Elle était maintenant presque en train d’étouffer dans la foule qui s’amassait autour de l’événement : elle, si petite ne pouvait ni voir, ni comprendre. Elle leva la tête : le ciel. Elle baissa les yeux : des bottes à talons et des chaussures vernies. Engloutie dans cet océan de grandes personnes qui s’agitaient autour d’elle, elle sentit alors sa tête tourner et ses poumons compressés. Elle essaya de se baisser pour se frayer un chemin entre les jambes : son sac sur le dos l’en empêchait. Personne ne faisait attention à elle, elle était seule, dans une masse d’hommes et de femmes de plus en plus oppressants. La dernière chose qu’elle put sentir avant de s’évanouir, fut sa tête s’écraser contre le sol, au milieu d’une foule qui s’écartait enfin.

Quand elle se réveilla, elle se trouvait dans les bras d’un pompier, qui l’éblouissait avec une lampe de poche.

— Aïe, ma tête, se plaignit Athénaïs, avant de brusquement reprendre ses esprits : « Où es-tu ? Je dois te voir avant d’aller à l’école. Myron ! Myron ! » cria désespérément la petite.

— Calme-toi petite, entendit-elle, « Comment t’appelles-tu, où as-tu mal ? »

— Je n’ai mal nulle part, rétorqua Athénaïs en faisant la grimace. « Où es-tu ? »

— Mais de qui parles-tu ? » demanda une vieille femme dans le public de curieux.

— Je parle de Myron, l’homme qui est dans la grande salle du musée.

— Je ne connais pas de Myron, s’énerva le pompier.

— Je crois qu’elle fait référence à la statue le Discobole de Myron qui se trouve dans le département Antiquité, coupa un autre spectateur, très informé.

— Il y a eu une explosion de gaz dans le musée, ma chérie, de nombreuses statues ont été détruites, et notamment celles dans les départements au rez-de chaussée, dont celui de l’Antiquité, renchérit la vieille femme. Explosion, ce mot battait dans les tempes d’Athénaïs.

— Et Myron ? Athénaïs sentit son cœur battre de plus en plus. Sa respiration devint difficile.

— Si tu fais référence à la statue qui s’appelle le Discobole de Myron, elle a été touchée, elle aussi… Les spécialistes essayent de la réparer, mais elle est très endommagée.

Athénaïs eut soudain un frisson glacé qui lui parcourut le dos.
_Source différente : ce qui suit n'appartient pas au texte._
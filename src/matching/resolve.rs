//! Element resolution: pick the candidate that best matches a target
//! description, provided it is confident enough.
use crate::matching::matcher::SemanticMatcher;
use crate::perception::types::UIElement;

/// A match must score strictly above this to be accepted.
pub const ACCEPTANCE_THRESHOLD: f32 = 0.7;

#[derive(Debug, Clone, PartialEq)]
pub struct MatchResult {
    pub description: String,
    pub element: UIElement,
    pub score: f32,
}

/// Scores every candidate, keeps the first maximum, and accepts it only if
/// it clears [`ACCEPTANCE_THRESHOLD`]. An empty candidate list is simply no
/// match.
pub async fn resolve_element(
    matcher: &dyn SemanticMatcher,
    description: &str,
    candidates: &[UIElement],
) -> Option<MatchResult> {
    let mut best: Option<(usize, f32)> = None;

    for (i, candidate) in candidates.iter().enumerate() {
        let s = matcher.score(description, candidate).await;
        if s.is_nan() {
            continue;
        }
        // strict `>` keeps the earliest of equal scores
        if best.map_or(true, |(_, b)| s > b) {
            best = Some((i, s));
        }
    }

    let (index, score) = best?;
    if score > ACCEPTANCE_THRESHOLD {
        tracing::debug!(description, index, score, "target resolved");
        Some(MatchResult {
            description: description.to_string(),
            element: candidates[index].clone(),
            score,
        })
    } else {
        tracing::info!(
            description,
            best_score = score,
            candidates = candidates.len(),
            "no confident match"
        );
        None
    }
}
Son Myron était blessé, son Myron s’était volatilisé, son Myron qu’elle voulait simplement prendre en photo, immortaliser. Son Myron. Son Myron qui devait la sauver de sa solitude de petite fille perdue. Il l‘avait abandonné dans une explosion. Il avait choisi une solution de facilité. Le lâche. Elle était seule. Une fois de plus.

Elle chercha désespérément un visage sur lequel poser ses yeux agités : un homme, le pompier. Cet homme aux cheveux noirs crépus, aux bras musclés, à la force masculine, la regardait. Il semblait vouloir lui dire quelque chose, ouvrir la bouche pour lui souffler un mot de tendresse, de réconfort, mais se retint et resta silencieux en apercevant une larme perler sur la joue ronde d’Athénaïs qui le fixait avec des yeux, brillants d’une souffrance inconsolable.